Vaca Muerta y el salto exportador
Otro de los puntos destacados fue el potencial de los recursos naturales. Milei afirmó que la Argentina podría quintuplicar sus exportaciones de energía hacia 2031. “Pasamos de estar deficitarios en 5.000 millones, hoy estamos superavitarios en 10.000 millones”, subrayó, en referencia al resultado del sector energético.
Según el Presidente, el desarrollo de Vaca Muerta y el crecimiento de las exportaciones permitirán generar inversiones y actividad en otros sectores de la economía. Frente a las críticas sobre una eventual generación de empleo insuficiente por parte de las inversiones intensivas en capital, argumentó que los ingresos generados en sectores como energía terminan trasladándose a actividades como hotelería, gastronomía, construcción y servicios.
Inflación, pobreza y empleo
Milei también defendió los resultados sociales de su programa. Destacó que más de 14 millones de personas salieron de la pobreza y que la indigencia cayó del 20% al 6%. Al mismo tiempo, reconoció que “la foto sigue siendo horrible”, aunque sostuvo que “la película sigue siendo la mejor película de la historia argentina”.
En materia laboral, rechazó las críticas sobre una eventual destrucción generalizada del empleo. “No aumentó el desempleo. No cayeron los salarios”, sostuvo. Según los datos mencionados durante su exposición, la tasa de desempleo se ubica en 7,8%. También, cuestionó las mediciones sobre consumo que contradicen su diagnóstico y volvió a reivindicar el dato oficial de consumo privado. “La primera respuesta es, al mejor estilo de Milton Friedman, primero los datos”, reivindicó.

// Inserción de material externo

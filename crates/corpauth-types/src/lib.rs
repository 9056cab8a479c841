//! Core types for corpauth.
//!
//! This crate holds the vocabulary shared by every other corpauth crate:
//! request identifiers, the identity attributes asserted by a caller, the
//! permission verdict, the outbound decision payload and the error-code
//! contract.
//!
//! # Crate Architecture
//!
//! ```text
//! corpauth-types    : RequestId, IdentityAttributes, PermissionResult,
//!         ↑           DecisionPayload, ErrorCode, StoreError  ◄── HERE
//! corpauth-hook     : MountPoint, Plugin, Pipeline, RequestContext
//!         ↑
//! corpauth-runtime  : identity normalizer, resolver, store adapter,
//!         ↑           builtin plugins, AuthService, AuthConfig
//! corpauth-cli      : command-line transport
//! ```
//!
//! # Example
//!
//! ```
//! use corpauth_types::{CorporaFormat, DecisionPayload, PermissionResult};
//!
//! let result = PermissionResult::authenticated(["corpus1", "CORPUS1", "other"]);
//! assert_eq!(result.corpora.len(), 2);
//!
//! let payload = DecisionPayload::from_result(&result, CorporaFormat::Short, Some("a@example.edu"));
//! assert!(payload.authenticated);
//! ```

pub mod error;
pub mod id;
pub mod identity;
pub mod permission;

pub use error::{assert_error_code, ErrorCode, StoreError};
pub use id::RequestId;
pub use identity::{IdentityAttributes, RequestArgs, RequestEnv};
pub use permission::{
    canonical_corpus_id, CorporaEncoding, CorporaFormat, DecisionPayload, PermissionResult,
    PermittedResources, ReadGrant,
};
//! Request logging plugin.
//!
//! Emits one `tracing` event per logged item, tagged with the request id
//! and a category. Categories and single items can be switched off, and a
//! request carrying a true `debug` argument is logged at debug level.
//!
//! The arguments appear twice in the `params` category: `Params` as
//! posted at `enter`, and `Normalized-params` once the identity filter
//! has rewritten them.
//!
//! Usernames are never logged in clear text: the `auth` category records
//! the MD5 digest of the user and the domain part after `@`.

use crate::service::STORE_TIME_KEY;
use chrono::{DateTime, Utc};
use corpauth_hook::{
    resolve_plugin_config, HandleNotFound, HookError, LogEntry, LogLevel, MountPoint, Plugin,
    RequestContext,
};
use corpauth_types::identity::REMOTE_USER;
use serde::{Deserialize, Serialize};
use serde_json::{json, Value};
use std::time::Duration;

/// Plugin name.
pub const NAME: &str = "logger";

/// Target of the emitted events.
pub const LOG_TARGET: &str = "corpauth::request";

/// All categories.
pub const CATEGORIES: [&str; 8] = [
    "auth", "debug", "env", "params", "referrer", "result", "times", "userinfo",
];

const LEVEL_KEY: &str = "logger.level";

/// Free-form client tag echoed into the `params` category.
const LOGINFO: &str = "loginfo";

/// Logger options.
#[derive(Debug, Clone, PartialEq, Eq, Serialize, Deserialize)]
#[serde(default)]
pub struct LoggerConfig {
    /// Base level (`debug`, `info`, `warning`, `error`, `critical`).
    pub level: String,
    /// Categories to log.
    pub categories: Vec<String>,
    /// Items never logged (e.g. `"User-agent"`).
    pub exclude_items: Vec<String>,
    /// Log requests with a true `debug` argument at debug level.
    pub enable_debug_param: bool,
}

impl Default for LoggerConfig {
    fn default() -> Self {
        Self {
            level: "info".into(),
            categories: CATEGORIES.iter().map(|c| c.to_string()).collect(),
            exclude_items: Vec::new(),
            enable_debug_param: true,
        }
    }
}

/// Category-filtered request logger.
#[derive(Debug)]
pub struct LoggerPlugin {
    config: LoggerConfig,
    level: LogLevel,
}

impl LoggerPlugin {
    /// Creates the logger.
    #[must_use]
    pub fn new(config: LoggerConfig) -> Self {
        let level = LogLevel::parse_lenient(&config.level);
        Self { config, level }
    }

    /// Creates the logger from option overrides.
    ///
    /// # Errors
    ///
    /// See [`resolve_plugin_config`].
    pub fn from_options(
        overrides: Option<&toml::Table>,
        policy: HandleNotFound,
    ) -> Result<Self, HookError> {
        let config: LoggerConfig = resolve_plugin_config(NAME, overrides, policy)?;
        Ok(Self::new(config))
    }

    /// Whether an item would be logged at `level` for this request.
    #[must_use]
    pub fn enabled(
        &self,
        level: LogLevel,
        category: &str,
        item: &str,
        ctx: &RequestContext,
    ) -> bool {
        level >= self.request_level(ctx)
            && self.config.categories.iter().any(|c| c == category)
            && !self.config.exclude_items.iter().any(|i| i == item)
    }

    fn request_level(&self, ctx: &RequestContext) -> LogLevel {
        ctx.get(LEVEL_KEY)
            .and_then(|v| v.as_str().map(LogLevel::parse_lenient))
            .unwrap_or(self.level)
    }

    fn emit(&self, level: LogLevel, category: &str, item: &str, value: &Value, ctx: &RequestContext) {
        if !self.enabled(level, category, item, ctx) {
            return;
        }
        let id = ctx.id();
        match level {
            LogLevel::Debug => {
                tracing::debug!(target: LOG_TARGET, request_id = %id, category, "{item}: {value}")
            }
            LogLevel::Info => {
                tracing::info!(target: LOG_TARGET, request_id = %id, category, "{item}: {value}")
            }
            LogLevel::Warning => {
                tracing::warn!(target: LOG_TARGET, request_id = %id, category, "{item}: {value}")
            }
            LogLevel::Error | LogLevel::Critical => {
                tracing::error!(target: LOG_TARGET, request_id = %id, category, "{item}: {value}")
            }
        }
    }

    fn info(&self, category: &str, item: &str, value: Value, ctx: &RequestContext) {
        self.emit(LogLevel::Info, category, item, &value, ctx);
    }

    fn debug(&self, category: &str, item: &str, value: Value, ctx: &RequestContext) {
        self.emit(LogLevel::Debug, category, item, &value, ctx);
    }
}

/// MD5 hex digest and domain part of a username.
#[must_use]
pub fn hash_user(user: &str) -> (String, String) {
    let domain = user.split_once('@').map(|(_, d)| d).unwrap_or("");
    (format!("{:x}", md5::compute(user.as_bytes())), domain.to_string())
}

/// Info-level `(category, item, value)` triples logged at `enter`.
///
/// `Params` are the arguments as posted, before identity normalization;
/// the service logs the normalized ones later as `Normalized-params`.
fn enter_items(ctx: &RequestContext) -> Vec<(&'static str, &'static str, Value)> {
    let env = ctx.env();
    let args = ctx.args();
    let command = match env.path().trim_matches('/') {
        "" => "authorize",
        path => path,
    };
    let params = if ctx.is_debug() {
        args.to_json()
    } else {
        args.without(REMOTE_USER).to_json()
    };

    let user = env
        .var("REMOTE_USER")
        .filter(|u| !u.is_empty())
        .unwrap_or_else(|| args.get(REMOTE_USER));
    let (auth_user, auth_domain) = if user.is_empty() {
        (Value::Null, Value::Null)
    } else {
        let (digest, domain) = hash_user(user);
        (json!(digest), json!(domain))
    };

    vec![
        ("userinfo", "IP", json!(env.client_addr())),
        ("userinfo", "User-agent", json!(env.user_agent())),
        ("referrer", "Referrer", json!(env.referrer())),
        ("params", "Command", json!(command)),
        ("params", "Params", params),
        ("params", "Loginfo", json!(args.get(LOGINFO))),
        ("auth", "Auth-domain", auth_domain),
        ("auth", "Auth-user", auth_user),
    ]
}

impl Plugin for LoggerPlugin {
    fn name(&self) -> &str {
        NAME
    }

    fn mount_points(&self) -> &[MountPoint] {
        &[
            MountPoint::Enter,
            MountPoint::FilterResult,
            MountPoint::Log,
            MountPoint::Exit,
        ]
    }

    fn enter(&self, ctx: &RequestContext) {
        let level = if self.config.enable_debug_param && ctx.is_debug() {
            LogLevel::Debug
        } else {
            self.level
        };
        ctx.set(LEVEL_KEY, json!(level.as_str()));

        for (category, item, value) in enter_items(ctx) {
            self.info(category, item, value, ctx);
        }

        let vars: serde_json::Map<String, Value> = ctx
            .env()
            .vars()
            .map(|(k, v)| (k.to_string(), json!(v)))
            .collect();
        self.debug("env", "Env", Value::Object(vars), ctx);
    }

    fn filter_result(&self, result: Value, ctx: &RequestContext) -> Result<Value, HookError> {
        self.debug("debug", "Result", result.clone(), ctx);
        Ok(result)
    }

    fn log(&self, entry: &LogEntry, ctx: &RequestContext) {
        self.emit(entry.level, &entry.category, &entry.item, &entry.value, ctx);
    }

    fn exit(&self, _end: DateTime<Utc>, elapsed: Duration, ctx: &RequestContext) {
        let store_ms = ctx
            .get(STORE_TIME_KEY)
            .and_then(|v| v.as_f64())
            .unwrap_or(0.0);
        self.info("times", "Store-time-total", json!(store_ms / 1000.0), ctx);
        self.info("times", "Elapsed", json!(elapsed.as_secs_f64()), ctx);
        ctx.remove(LEVEL_KEY);
    }
}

Una proyección de largo plazo
Hacia el final de su exposición, Milei planteó una perspectiva de largo plazo para su programa económico. Afirmó que la Argentina podría convertirse en un país desarrollado en dos décadas y alcanzar una posición de liderazgo global en las siguientes. “Eso va a permitir que Argentina se convierta en un país grande en 30 años, en realidad, desarrollado en 20, tope en el 30 y en 40 años le pasamos el trapo a todos”, comentó de forma enérgica.
Por último, se burló de aquellos que cuestionan los riesgos del avance tecnológico y la inteligencia artificial. Según su visión no cabe la posibilidad de que el desempleo se dispare por el uso de esta herramienta y, por el contrario, se debería acelerar todavía más ese proceso.